Just before I left for Hong Kong I wrote an article for the student newspaper regarding whether or not to pay the ransom for a British couple held by Somali Pirates in the Horn of Africa. It seems that in East Asia this issue is once again cropping up.
I read an article in the South China Morning Post today about the fear of some shipping companies in East Asia that were worried about a US-led motion to encourage all parties not to pay the ransom of these Pirates. While shippers acknowledge rising payments of multimillion-dollar ransoms are fuelling worsening attacks on key shipping lanes linking Asia to Europe, they insist there is no other way to safely rescue ships and crew in the absence of any clear solution to problems in the failed state of Somalia.They believe a ban could further complicate the fight against pirates, putting sailors' lives at greater risk and forcing ships to use expensive new routes around the Cape of Good Hope. Shipping organisations maintain that paying the ransom, is the safest and most expedient way to deal with the pirates, citing that this is the only way to ensure safe passage of a ship's cargo and personnel. This may hold some weight in the short term, but in the long term there are far greater implications to consider.
Roger Middleton, a scholar on piracy at the independent London-based think tank Chatham House, said any such move would be wildly unpopular with the shipping industry. "Ransoms may not help in the long-term, but the shipping industry has found them to be the quickest, safest and cheapest solution to the problem - that is the bottom line.
"Paying ransoms eases their humanitarian concerns and it's cheaper, too, than having a ship and crew detained indefinitely or taking alternative routes that avoid the Horn of Africa."

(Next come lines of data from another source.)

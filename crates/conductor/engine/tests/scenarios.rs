//! End-to-end workflow scenarios against an in-process manager.

use std::sync::atomic::{AtomicUsize, Ordering};
use std::sync::{Arc, Mutex};
use std::time::Duration;

use async_trait::async_trait;
use conductor_engine::{
    executor_fn, AgentError, AgentPool, EngineConfig, EngineError, ExecutionError,
    SharedExecutor, TaskBackend, TaskErrorNotification, TaskStatusChange, WorkflowBlueprint,
    WorkflowManager,
};
use conductor_events::handler_fn;
use conductor_observability::{InMemoryErrorReporter, InMemoryMetricsSink};
use conductor_state::{RestoreOptions, StateChange};
use conductor_sync::LockOptions;
use conductor_types::{
    Agent, AgentId, ConditionOperator, ControlEvent, ControlEventType, RoutingCondition,
    RoutingPath, RoutingRule, StepConfig, StepId, StepStatus, Task, TaskId, TaskStatus,
    WorkflowEvent, WorkflowId, WorkflowStatus,
};
use conductor_validation::ValidationError;
use serde_json::{json, Value};

// ── Fixtures ─────────────────────────────────────────────────────────

fn wf(id: &str) -> WorkflowId {
    WorkflowId::new(id)
}

fn step(id: &str) -> StepConfig {
    StepConfig::new(id, format!("Step {id}"), format!("runs {id}"))
}

/// s1 <- s2 <- ... <- sN
fn linear_steps(n: usize) -> Vec<StepConfig> {
    (1..=n)
        .map(|i| {
            let s = step(&format!("s{i}"));
            if i > 1 {
                s.depends_on(format!("s{}", i - 1))
            } else {
                s
            }
        })
        .collect()
}

fn add_one() -> SharedExecutor {
    executor_fn(|v: Value| async move {
        let n = v["n"].as_i64().unwrap_or(0);
        Ok(json!({ "n": n + 1 }))
    })
}

fn failing(message: &'static str) -> SharedExecutor {
    executor_fn(move |_: Value| async move { Err(ExecutionError::new(message)) })
}

fn slow(ms: u64) -> SharedExecutor {
    executor_fn(move |v: Value| async move {
        tokio::time::sleep(Duration::from_millis(ms)).await;
        Ok(v)
    })
}

fn test_config() -> EngineConfig {
    EngineConfig {
        locking: LockOptions::new(1000, 2, 10),
        ..EngineConfig::default()
    }
}

fn create_manager() -> WorkflowManager {
    WorkflowManager::builder().with_config(test_config()).build()
}

fn linear_blueprint(n: usize) -> WorkflowBlueprint {
    (1..=n).fold(WorkflowBlueprint::new(linear_steps(n)), |bp, i| {
        bp.with_executor(format!("s{i}"), add_one())
    })
}

fn control_log(manager: &WorkflowManager) -> Arc<Mutex<Vec<ControlEventType>>> {
    let log = Arc::new(Mutex::new(Vec::new()));
    let sink = Arc::clone(&log);
    manager.registry().on_control(handler_fn(move |event: ControlEvent| {
        let sink = Arc::clone(&sink);
        async move {
            sink.lock().unwrap().push(event.kind);
            anyhow::Ok(())
        }
    }));
    log
}

// ── Initialization ───────────────────────────────────────────────────

#[tokio::test]
async fn test_dependency_validation_names_missing_step() {
    let manager = create_manager();

    let mut steps = vec![
        step("s1"),
        step("s2").depends_on("s1"),
        step("s3").depends_on("s2").depends_on("s1"),
    ];
    let ok = manager
        .initialize_workflow(&wf("good"), WorkflowBlueprint::new(steps.clone()).with_executor("s1", add_one()))
        .await
        .unwrap();
    assert_eq!(ok.value.status, WorkflowStatus::Pending);
    assert_eq!(ok.value.steps.len(), 3);

    steps.push(step("s4").depends_on("s5"));
    let failure = manager
        .initialize_workflow(&wf("bad"), WorkflowBlueprint::new(steps).with_executor("s1", add_one()))
        .await
        .unwrap_err();
    assert!(matches!(
        failure.error,
        EngineError::Validation(ValidationError::Dependencies(_))
    ));
    assert!(failure.error.to_string().contains("s5"));
    assert_eq!(failure.metadata.operation, "initialize_workflow");
    assert!(manager.get_state(&wf("bad")).is_none());
}

#[tokio::test]
async fn test_initialize_requires_an_executor() {
    let manager = create_manager();
    let failure = manager
        .initialize_workflow(&wf("wf1"), WorkflowBlueprint::new(linear_steps(2)))
        .await
        .unwrap_err();

    assert!(matches!(failure.error, EngineError::NoExecutableSteps(_)));
    assert!(manager.get_state(&wf("wf1")).is_none());
    assert!(!manager.is_initialized(&wf("wf1")));
}

#[tokio::test]
async fn test_start_requires_initialization() {
    let manager = create_manager();
    let failure = manager.start_workflow(&wf("ghost"), json!({})).await.unwrap_err();
    assert!(failure.error.is_not_found());
}

// ── Execution ────────────────────────────────────────────────────────

#[tokio::test]
async fn test_linear_workflow_completes() {
    let metrics = Arc::new(InMemoryMetricsSink::new());
    let manager = WorkflowManager::builder()
        .with_config(test_config())
        .with_metrics(metrics.clone())
        .build();
    let controls = control_log(&manager);
    let id = wf("wf1");

    manager.initialize_workflow(&id, linear_blueprint(3)).await.unwrap();
    let state = manager
        .start_workflow(&id, json!({ "n": 0 }))
        .await
        .unwrap()
        .into_value();

    assert_eq!(state.status, WorkflowStatus::Completed);
    assert_eq!(state.current_step_index, 3);
    assert!(state.metadata.start_time.is_some());
    assert!(state.metadata.end_time.is_some());
    assert_eq!(state.step_results[&StepId::new("s3")].result, Some(json!({ "n": 3 })));
    assert_eq!(state.metrics.performance.completed_steps, 3);
    assert_eq!(state.metrics.usage.success_rate_percent, 100.0);

    assert_eq!(
        *controls.lock().unwrap(),
        vec![ControlEventType::Start, ControlEventType::Stop]
    );
    assert_eq!(metrics.samples_of("step_duration").len(), 3);
    // the lock is gone and the sequence was discarded
    assert!(manager.sync().active_lock("workflow:wf1").is_none());
    assert!(!manager.is_initialized(&id));
}

#[tokio::test]
async fn test_failing_step_fails_workflow() {
    let reporter = Arc::new(InMemoryErrorReporter::new());
    let manager = WorkflowManager::builder()
        .with_config(test_config())
        .with_error_reporter(reporter.clone())
        .build();
    let id = wf("wf1");

    let blueprint = WorkflowBlueprint::new(linear_steps(3))
        .with_executor("s1", add_one())
        .with_executor("s2", add_one())
        .with_executor("s3", failing("model timed out"));
    manager.initialize_workflow(&id, blueprint).await.unwrap();

    let failure = manager.start_workflow(&id, json!({ "n": 0 })).await.unwrap_err();
    assert!(matches!(
        &failure.error,
        EngineError::Execution { step_id, .. } if step_id.as_str() == "s3"
    ));

    let state = manager.get_state(&id).unwrap();
    assert_eq!(state.status, WorkflowStatus::Failed);
    assert_eq!(state.step_results[&StepId::new("s1")].status, StepStatus::Completed);
    assert_eq!(state.step_results[&StepId::new("s2")].status, StepStatus::Completed);
    assert_eq!(state.step_results[&StepId::new("s3")].status, StepStatus::Failed);
    assert_eq!(state.errors.len(), 1);
    assert_eq!(state.errors[0].kind, "execution_error");
    assert_eq!(state.errors[0].step_id, Some(StepId::new("s3")));
    assert_eq!(state.metrics.performance.failed_steps, 1);
    assert_eq!(reporter.len(), 1);
    assert!(manager.sync().active_lock("workflow:wf1").is_none());
}

#[tokio::test]
async fn test_blank_failure_message_is_still_recorded() {
    let manager = create_manager();
    let id = wf("wf1");
    let blueprint = WorkflowBlueprint::new(linear_steps(2))
        .with_executor("s1", failing(""))
        .with_executor("s2", add_one());
    manager.initialize_workflow(&id, blueprint).await.unwrap();

    let failure = manager.start_workflow(&id, json!({ "n": 0 })).await.unwrap_err();
    assert_eq!(failure.error.kind(), "execution_error");
    assert!(matches!(
        &failure.error,
        EngineError::Execution { step_id, message } if step_id.as_str() == "s1" && !message.trim().is_empty()
    ));

    let state = manager.get_state(&id).unwrap();
    assert_eq!(state.status, WorkflowStatus::Failed);
    assert_eq!(state.step_results[&StepId::new("s1")].status, StepStatus::Failed);
    assert_eq!(state.errors.len(), 1);
    assert_eq!(state.errors[0].kind, "execution_error");
    assert!(!state.errors[0].message.trim().is_empty());
    assert!(manager.sync().active_lock("workflow:wf1").is_none());
}

#[tokio::test]
async fn test_steps_without_executor_are_skipped() {
    let manager = create_manager();
    let id = wf("wf1");
    let blueprint = WorkflowBlueprint::new(linear_steps(3))
        .with_executor("s1", add_one())
        .with_executor("s3", add_one());
    manager.initialize_workflow(&id, blueprint).await.unwrap();

    let state = manager.start_workflow(&id, json!({ "n": 0 })).await.unwrap().into_value();
    assert_eq!(state.status, WorkflowStatus::Completed);
    assert_eq!(state.step_results[&StepId::new("s2")].status, StepStatus::Skipped);
    assert_eq!(state.step_results[&StepId::new("s3")].result, Some(json!({ "n": 2 })));
}

#[tokio::test]
async fn test_routing_overrides_linear_order() {
    let manager = create_manager();
    let id = wf("wf1");
    let seen = Arc::new(AtomicUsize::new(0));
    let counter = Arc::clone(&seen);

    let blueprint = WorkflowBlueprint::new(linear_steps(3))
        .with_executor(
            "s1",
            executor_fn(|_: Value| async move { Ok(json!({ "route": "fast" })) }),
        )
        .with_executor(
            "s2",
            executor_fn(move |v: Value| {
                let counter = Arc::clone(&counter);
                async move {
                    counter.fetch_add(1, Ordering::SeqCst);
                    Ok(v)
                }
            }),
        )
        .with_executor("s3", add_one())
        .with_routing_path(
            RoutingPath::new("shortcut", "s1").with_rule(RoutingRule::new("fast", 10, "s3").when(
                RoutingCondition::field("route", ConditionOperator::Eq, json!("fast")),
            )),
        );
    manager.initialize_workflow(&id, blueprint).await.unwrap();

    let state = manager.start_workflow(&id, json!({})).await.unwrap().into_value();
    assert_eq!(state.status, WorkflowStatus::Completed);
    assert_eq!(seen.load(Ordering::SeqCst), 0);
    assert!(!state.step_results.contains_key(&StepId::new("s2")));

    let history = manager.sync().routing_history(&id);
    assert_eq!(history.len(), 1);
    assert_eq!(history[0].target_step_id, StepId::new("s3"));
}

#[tokio::test]
async fn test_routing_loop_is_bounded() {
    let mut config = test_config();
    config.execution.max_step_transitions = 5;
    let manager = WorkflowManager::builder().with_config(config).build();
    let id = wf("wf1");

    let blueprint = WorkflowBlueprint::new(linear_steps(2))
        .with_executor("s1", add_one())
        .with_executor("s2", add_one())
        .with_routing_path(RoutingPath::new("again", "s1").with_rule(RoutingRule::new("loop", 1, "s1")));
    manager.initialize_workflow(&id, blueprint).await.unwrap();

    let failure = manager.start_workflow(&id, json!({ "n": 0 })).await.unwrap_err();
    assert_eq!(failure.error.kind(), "execution_error");

    let state = manager.get_state(&id).unwrap();
    assert_eq!(state.status, WorkflowStatus::Failed);
    assert_eq!(state.errors.len(), 1);
    assert_eq!(state.errors[0].kind, "workflow_error");
    assert_eq!(state.metrics.performance.completed_steps, 5);
}

// ── Locking ──────────────────────────────────────────────────────────

#[tokio::test]
async fn test_concurrent_start_hits_the_lock() {
    let manager = create_manager();
    let id = wf("wf1");
    let blueprint = WorkflowBlueprint::new(linear_steps(1)).with_executor("s1", slow(200));
    manager.initialize_workflow(&id, blueprint).await.unwrap();

    let (first, second) = tokio::join!(manager.start_workflow(&id, json!({})), async {
        tokio::time::sleep(Duration::from_millis(20)).await;
        manager.start_workflow(&id, json!({})).await
    });

    let first = first.unwrap().into_value();
    assert_eq!(first.status, WorkflowStatus::Completed);

    let second = second.unwrap_err();
    assert_eq!(second.error.kind(), "lock_error");
    assert_eq!(first.errors.len(), 0);
}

Middleton estimates that at least US$100 million has been paid to Somali pirates in the past 12 months alone. Ransoms appear to be rising, too, with the US$7 million paid to free a Greek oil tanker last month the highest yet. Yesterday, pirates released a Greek-owned freighter, Navios Apollon and its crew of 19, captured two months ago, after receiving an undisclosed ransom payment. This is all well and good for the shipping companies concerned with profit margins and law suits if something was to happen to one of their crews but what about the bigger issue. How to disincentivise Somalians from undertaking Piracy?
What is needed instead is to address the real problem in Somalia. That is, that people are suffering in poverty due to a lack of state apparatus and infrastructure. So a hard line stance needs to be taken on Somali piracy in order to be able to enforce other legitimate means of work. As stated above many Somalis view piracy as the only effective way to get out of a bad situation, so the most effective solution is to keep saying ‘no’ to their ransom demands and try to encourage more legitimate means for them to acquire money. The British government should be focused on helping stimulate the Somalian economy and providing more Foreign Direct Investment to really tackle the issue of piracy. As without this, piracy will not just go away when they have got what they wanted, it will only serve as to encourage more piracy, thus adding even more problems to an already destitute system.
So to pay or not to pay? I say not to pay, the tens of millions of US dollars could be better aimed at providing real foreign investment in Somalia and to create some sort of infrastructure, not just appease those that hold a gun to our heads. However, until there is a firm global stance on not paying this will have little impact, and companies will continue to pay the fees for safe passage through the Horn of Africa. Its not often I support a global policy initiative of the US, but on this occasion they may have a point!